Similarly to the above mentioned study evaluate the prevalence of different types of cancer in government general hospital, Andhra Pradesh. As above mentioned [14] that there is no huge number of studies conducted on epidemiology of cancers this main point is considered for the conductance of our study. To evaluate the types of cancers are more predominant based on age, area, gender in both males and females. A non-experimental prospective observational study was conducted in both government general hospital, Guntur, Andhra Pradesh. The study was carried out between December 2016 and May 2017. A non-experimental prospective observational study where total 361 patients were included in the study and based on age, gender, urban or rural and type of cancer study [15] was conducted. According to the data the patients with age group between 31-40 were highly affected and age group between 0-10 was less affected. Gender wise distribution of patients affected with cancer a total of 361 patients was diagnosed with different types of cancers, out of which 235 (65%) were females and 126 (34%) were males. Area wise (Figure 4) distribution of patients with cancer, out of 361 patients 143 (40%) belongs to the urban area, whereas 218 (60%) belongs to Rural area [16]. Type wise (Table 3) distribution of cancers most of female suffers from cervix 80 (22.26%) and breast cancer 48 (13.29%) whereas in males suffer from head and neck cancer 74 (23.41%) and stomach and leukemia’s. whereas in above mentioned study males are mostly affected with cancers like colon, rectum and females are affected with breast. In our study males are mostly affected with head and neck cancer and females are affected with cervix. Even though most are awareness creating regarding social habits like alcohol and smoking can cause dangerous cancers and can threaten our lives. Whereas in cervix cancers a lot of advancement taken place like cervix vaccination but most of the people even don’t know about vaccine especially in rural areas. So the incidence of cervix cancer still increases. Our study concluded that the incidence and prevalence of cancer is more among females is cervix whereas males in head and neck cancers [17]. The findings of this study support that cancer incidence is increasing in India and more epidemiological studies are needed. In the same way people education is also very important to reduce the prevalence and incidence of cancers.

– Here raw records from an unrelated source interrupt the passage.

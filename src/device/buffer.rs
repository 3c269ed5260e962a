//! Owned device buffers with live allocation accounting.

use std::sync::atomic::{AtomicU64, Ordering};
use std::sync::Arc;

/// Read/write storage buffer that returns its bytes to the broker's tally on drop.
pub struct DeviceBuffer {
    buffer: wgpu::Buffer,
    size: u64,
    label: String,
    tally: Arc<AtomicU64>,
}

impl DeviceBuffer {
    pub(super) fn new(buffer: wgpu::Buffer, label: &str, tally: Arc<AtomicU64>) -> Self {
        let size = buffer.size();
        tally.fetch_add(size, Ordering::Relaxed);
        Self {
            buffer,
            size,
            label: label.to_string(),
            tally,
        }
    }

    pub fn raw(&self) -> &wgpu::Buffer {
        &self.buffer
    }

    /// Capacity in bytes
    pub fn size(&self) -> u64 {
        self.size
    }

    pub fn label(&self) -> &str {
        &self.label
    }

    pub fn binding(&self) -> wgpu::BindingResource<'_> {
        self.buffer.as_entire_binding()
    }
}

impl Drop for DeviceBuffer {
    fn drop(&mut self) {
        self.buffer.destroy();
        self.tally.fetch_sub(self.size, Ordering::Relaxed);
    }
}

impl std::fmt::Debug for DeviceBuffer {
    fn fmt(&self, f: &mut std::fmt::Formatter<'_>) -> std::fmt::Result {
        f.debug_struct("DeviceBuffer")
            .field("label", &self.label)
            .field("size", &self.size)
            .finish()
    }
}

/// Usage flags for simulator buffers
pub(super) fn storage_usage() -> wgpu::BufferUsages {
    wgpu::BufferUsages::STORAGE | wgpu::BufferUsages::COPY_SRC | wgpu::BufferUsages::COPY_DST
}

/// Usage flags for kernel argument blocks
pub(super) fn uniform_usage() -> wgpu::BufferUsages {
    wgpu::BufferUsages::UNIFORM | wgpu::BufferUsages::COPY_DST
}

/// Buffer sizes must be multiples of `wgpu::COPY_BUFFER_ALIGNMENT`.
pub(super) fn aligned_size(bytes: u64) -> u64 {
    let align = wgpu::COPY_BUFFER_ALIGNMENT;
    bytes.div_ceil(align) * align
}

/// Can `len` bytes be copied into/out of a buffer of `capacity` bytes?
pub(super) fn valid_region(len: u64, capacity: u64) -> bool {
    len > 0 && len % wgpu::COPY_BUFFER_ALIGNMENT == 0 && len <= capacity
}

#[cfg(test)]
mod tests {
    use super::*;

    #[test]
    fn test_aligned_size() {
        assert_eq!(aligned_size(0), 0);
        assert_eq!(aligned_size(1), 4);
        assert_eq!(aligned_size(16), 16);
        assert_eq!(aligned_size(18), 20);
    }

    #[test]
    fn test_valid_region() {
        assert!(valid_region(16, 16));
        assert!(valid_region(4, 64));
        assert!(!valid_region(0, 64));
        assert!(!valid_region(6, 64));
        assert!(!valid_region(68, 64));
    }
}
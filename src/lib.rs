//! tidegrid - GPU projected-grid ocean surface simulator

pub mod camera;
pub mod cli;
pub mod device;
pub mod error;
pub mod grid;
pub mod noise;
pub mod params;
pub mod resources;
pub mod solver;

pub use camera::Camera;
pub use error::SimError;
pub use grid::{FrameOutcome, GridVertex, ProjectedGrid};
pub use noise::{NoiseModule, SurfaceNoise, Wave};
pub use params::{DeviceType, GridOptions, NoiseOptions};
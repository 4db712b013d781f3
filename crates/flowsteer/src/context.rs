//! The explicit per-operation device context.

use flowsteer_common::NicControl;

/// The device and interface one operation runs against.
///
/// Every component receives this instead of an ambient interface name.
#[derive(Clone, Copy)]
pub struct DeviceContext<'a> {
    pub nic: &'a dyn NicControl,
    pub interface: &'a str,
}

impl<'a> DeviceContext<'a> {
    pub fn new(nic: &'a dyn NicControl, interface: &'a str) -> Self {
        Self { nic, interface }
    }
}

impl std::fmt::Debug for DeviceContext<'_> {
    fn fmt(&self, f: &mut std::fmt::Formatter<'_>) -> std::fmt::Result {
        f.debug_struct("DeviceContext")
            .field("interface", &self.interface)
            .finish_non_exhaustive()
    }
}
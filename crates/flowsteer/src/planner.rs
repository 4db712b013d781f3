//! Traffic-split policy and rule planning.
//!
//! [`plan`] turns a [`TrafficSplitPolicy`] and the inspected interface into
//! the [`RuleSet`] the device should hold: one UDP rule per port in the
//! range, all steering to the XDP queue, ascending by port.

use std::collections::BTreeMap;
use std::fmt;
use std::str::FromStr;

use serde::{Deserialize, Serialize};
use tracing::debug;

use flowsteer_common::{FlowRule, Protocol, RuleKey};

use crate::error::{FlowsteerError, FlowsteerResult};
use crate::inspector::InterfaceInfo;

/// An inclusive destination-port range.
#[derive(Debug, Clone, Copy, PartialEq, Eq, Hash, Serialize, Deserialize)]
pub struct PortRange {
    pub start: u16,
    pub end: u16,
}

impl PortRange {
    pub fn new(start: u16, end: u16) -> Self {
        Self { start, end }
    }

    pub fn contains(&self, port: u16) -> bool {
        self.start <= port && port <= self.end
    }

    /// Number of ports, zero for an inverted range.
    pub fn len(&self) -> usize {
        if self.start > self.end {
            0
        } else {
            usize::from(self.end - self.start) + 1
        }
    }

    pub fn is_empty(&self) -> bool {
        self.len() == 0
    }

    pub fn ports(&self) -> impl Iterator<Item = u16> {
        self.start..=self.end
    }
}

impl fmt::Display for PortRange {
    fn fmt(&self, f: &mut fmt::Formatter<'_>) -> fmt::Result {
        if self.start == self.end {
            write!(f, "{}", self.start)
        } else {
            write!(f, "{}-{}", self.start, self.end)
        }
    }
}

impl FromStr for PortRange {
    type Err = String;

    /// Accepts `START-END` or a single `PORT`. Ordering is checked by
    /// [`plan`], not here.
    fn from_str(s: &str) -> Result<Self, Self::Err> {
        let parse = |p: &str| {
            p.trim()
                .parse::<u16>()
                .map_err(|e| format!("invalid port '{}': {}", p.trim(), e))
        };
        match s.split_once('-') {
            Some((a, b)) => Ok(Self::new(parse(a)?, parse(b)?)),
            None => {
                let p = parse(s)?;
                Ok(Self::new(p, p))
            }
        }
    }
}

/// Declared traffic split for one interface.
#[derive(Debug, Clone, PartialEq, Eq, Serialize, Deserialize)]
pub struct TrafficSplitPolicy {
    pub interface: String,
    /// Receive queue the zero-copy consumer binds to.
    pub xdp_queue: u32,
    pub port_range_start: u16,
    pub port_range_end: u16,
}

impl TrafficSplitPolicy {
    pub fn new(interface: impl Into<String>, xdp_queue: u32, ports: PortRange) -> Self {
        Self {
            interface: interface.into(),
            xdp_queue,
            port_range_start: ports.start,
            port_range_end: ports.end,
        }
    }

    pub fn port_range(&self) -> PortRange {
        PortRange::new(self.port_range_start, self.port_range_end)
    }

    /// Rules this policy owns: UDP rules whose port lies in the range.
    pub fn key_space(&self) -> KeySpace {
        KeySpace::new(Protocol::Udp, vec![self.port_range()])
    }
}

/// The set of rule keys this system claims on a device.
///
/// Rules outside the key space are never deleted.
#[derive(Debug, Clone, Default, PartialEq, Eq, Serialize, Deserialize)]
pub struct KeySpace {
    pub protocol: Option<Protocol>,
    pub ranges: Vec<PortRange>,
}

impl KeySpace {
    pub fn new(protocol: Protocol, ranges: Vec<PortRange>) -> Self {
        Self {
            protocol: Some(protocol),
            ranges,
        }
    }

    /// A key space that owns nothing.
    pub fn empty() -> Self {
        Self::default()
    }

    pub fn contains(&self, key: &RuleKey) -> bool {
        self.protocol == Some(key.protocol) && self.ranges.iter().any(|r| r.contains(key.dest_port))
    }

    /// Union of two key spaces over the same protocol.
    pub fn union(mut self, other: &KeySpace) -> Self {
        if other.protocol.is_some() && other.protocol == self.protocol {
            for r in &other.ranges {
                if !self.ranges.contains(r) {
                    self.ranges.push(*r);
                }
            }
        } else if self.protocol.is_none() {
            return other.clone();
        }
        self
    }

    pub fn is_empty(&self) -> bool {
        self.protocol.is_none() || self.ranges.iter().all(PortRange::is_empty)
    }
}

/// Desired rule state, ordered by key (ascending port), no duplicates.
#[derive(Debug, Clone, Default, PartialEq, Eq)]
pub struct RuleSet {
    rules: BTreeMap<RuleKey, FlowRule>,
}

impl RuleSet {
    pub fn len(&self) -> usize {
        self.rules.len()
    }

    pub fn is_empty(&self) -> bool {
        self.rules.is_empty()
    }

    pub fn iter(&self) -> impl Iterator<Item = &FlowRule> {
        self.rules.values()
    }

    pub fn get(&self, key: &RuleKey) -> Option<&FlowRule> {
        self.rules.get(key)
    }

    pub fn contains_key(&self, key: &RuleKey) -> bool {
        self.rules.contains_key(key)
    }

    pub fn ports(&self) -> Vec<u16> {
        self.rules.keys().map(|k| k.dest_port).collect()
    }
}

impl FromIterator<FlowRule> for RuleSet {
    fn from_iter<I: IntoIterator<Item = FlowRule>>(iter: I) -> Self {
        Self {
            rules: iter.into_iter().map(|r| (r.key(), r)).collect(),
        }
    }
}

/// Computes the rule set for `policy` on the inspected interface.
///
/// When the device did not report a queue count the queue bound cannot be
/// checked; the inspector has already recorded that as a warning.
pub fn plan(policy: &TrafficSplitPolicy, info: &InterfaceInfo) -> FlowsteerResult<RuleSet> {
    let range = policy.port_range();
    if range.start > range.end {
        return Err(FlowsteerError::invalid_policy(
            "port_range",
            format!(
                "start {} is greater than end {}",
                range.start, range.end
            ),
        ));
    }
    if range.is_empty() {
        return Err(FlowsteerError::invalid_policy("port_range", "range is empty"));
    }
    if let Some(queues) = info.queue_count {
        if policy.xdp_queue >= queues {
            return Err(FlowsteerError::invalid_policy(
                "xdp_queue",
                format!(
                    "queue {} is out of range for {} ({} queues)",
                    policy.xdp_queue, info.name, queues
                ),
            ));
        }
    }

    let set: RuleSet = range
        .ports()
        .map(|port| FlowRule::udp(port, policy.xdp_queue))
        .collect();
    debug!(
        interface = %policy.interface,
        rules = set.len(),
        range = %range,
        queue = policy.xdp_queue,
        "Planned rule set"
    );
    Ok(set)
}

#[cfg(test)]
mod tests {
    use super::*;
    use pretty_assertions::assert_eq;

    fn info(queues: Option<u32>) -> InterfaceInfo {
        InterfaceInfo {
            name: "eth0".to_string(),
            driver: "ixgbe".to_string(),
            queue_count: queues,
            ntuple_supported: true,
            ntuple_enabled: true,
            sriov_supported: false,
            max_vfs: 0,
        }
    }

    fn policy(queue: u32, start: u16, end: u16) -> TrafficSplitPolicy {
        TrafficSplitPolicy::new("eth0", queue, PortRange::new(start, end))
    }

    #[test]
    fn test_plan_one_rule_per_port() {
        let set = plan(&policy(0, 8000, 8020), &info(Some(8))).unwrap();
        assert_eq!(set.len(), 21);
        assert_eq!(set.ports(), (8000..=8020).collect::<Vec<_>>());
        assert!(set
            .iter()
            .all(|r| r.protocol == Protocol::Udp && r.queue() == 0));
    }

    #[test]
    fn test_plan_single_port() {
        let set = plan(&policy(3, 9000, 9000), &info(Some(4))).unwrap();
        assert_eq!(set.iter().copied().collect::<Vec<_>>(), vec![FlowRule::udp(9000, 3)]);
    }

    #[test]
    fn test_plan_is_deterministic() {
        let a = plan(&policy(1, 100, 140), &info(Some(2))).unwrap();
        let b = plan(&policy(1, 100, 140), &info(Some(2))).unwrap();
        assert_eq!(a, b);
    }

    #[test]
    fn test_plan_rejects_inverted_range() {
        let err = plan(&policy(0, 8020, 8000), &info(Some(8))).unwrap_err();
        assert!(matches!(err, FlowsteerError::InvalidPolicy { ref field, .. } if field == "port_range"));
    }

    #[test]
    fn test_plan_rejects_queue_out_of_range() {
        let err = plan(&policy(8, 8000, 8001), &info(Some(8))).unwrap_err();
        assert!(matches!(err, FlowsteerError::InvalidPolicy { ref field, .. } if field == "xdp_queue"));
    }

    #[test]
    fn test_plan_unknown_queue_count_skips_queue_check() {
        let set = plan(&policy(12, 8000, 8001), &info(None)).unwrap();
        assert_eq!(set.len(), 2);
    }

    #[test]
    fn test_port_range_parse() {
        assert_eq!("8000-8020".parse::<PortRange>().unwrap(), PortRange::new(8000, 8020));
        assert_eq!("53".parse::<PortRange>().unwrap(), PortRange::new(53, 53));
        assert!("80-".parse::<PortRange>().is_err());
        assert!("70000".parse::<PortRange>().is_err());
        assert_eq!(PortRange::new(8000, 8020).to_string(), "8000-8020");
    }

    #[test]
    fn test_port_range_full_span() {
        assert_eq!(PortRange::new(0, u16::MAX).len(), 65536);
        assert_eq!(PortRange::new(10, 9).len(), 0);
    }

    #[test]
    fn test_key_space() {
        let space = policy(0, 8000, 8010).key_space();
        assert!(space.contains(&RuleKey::new(Protocol::Udp, 8005)));
        assert!(!space.contains(&RuleKey::new(Protocol::Tcp, 8005)));
        assert!(!space.contains(&RuleKey::new(Protocol::Udp, 7999)));

        let wider = space.union(&KeySpace::new(Protocol::Udp, vec![PortRange::new(8011, 8030)]));
        assert!(wider.contains(&RuleKey::new(Protocol::Udp, 8025)));
        assert!(KeySpace::empty().union(&wider).contains(&RuleKey::new(Protocol::Udp, 8000)));
        assert!(!KeySpace::empty().contains(&RuleKey::new(Protocol::Udp, 8000)));
    }
}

Our study concluded the incidence of the cervix and breast is more in females, whereas in the male’s head and neck, stomach and leukemia’s was most predominant when compared to all other cancers. Age group between 31-40 was highly affected and age group between 0-10 was less affected. The people belongs to rural with about 60% and whereas urban only 40%.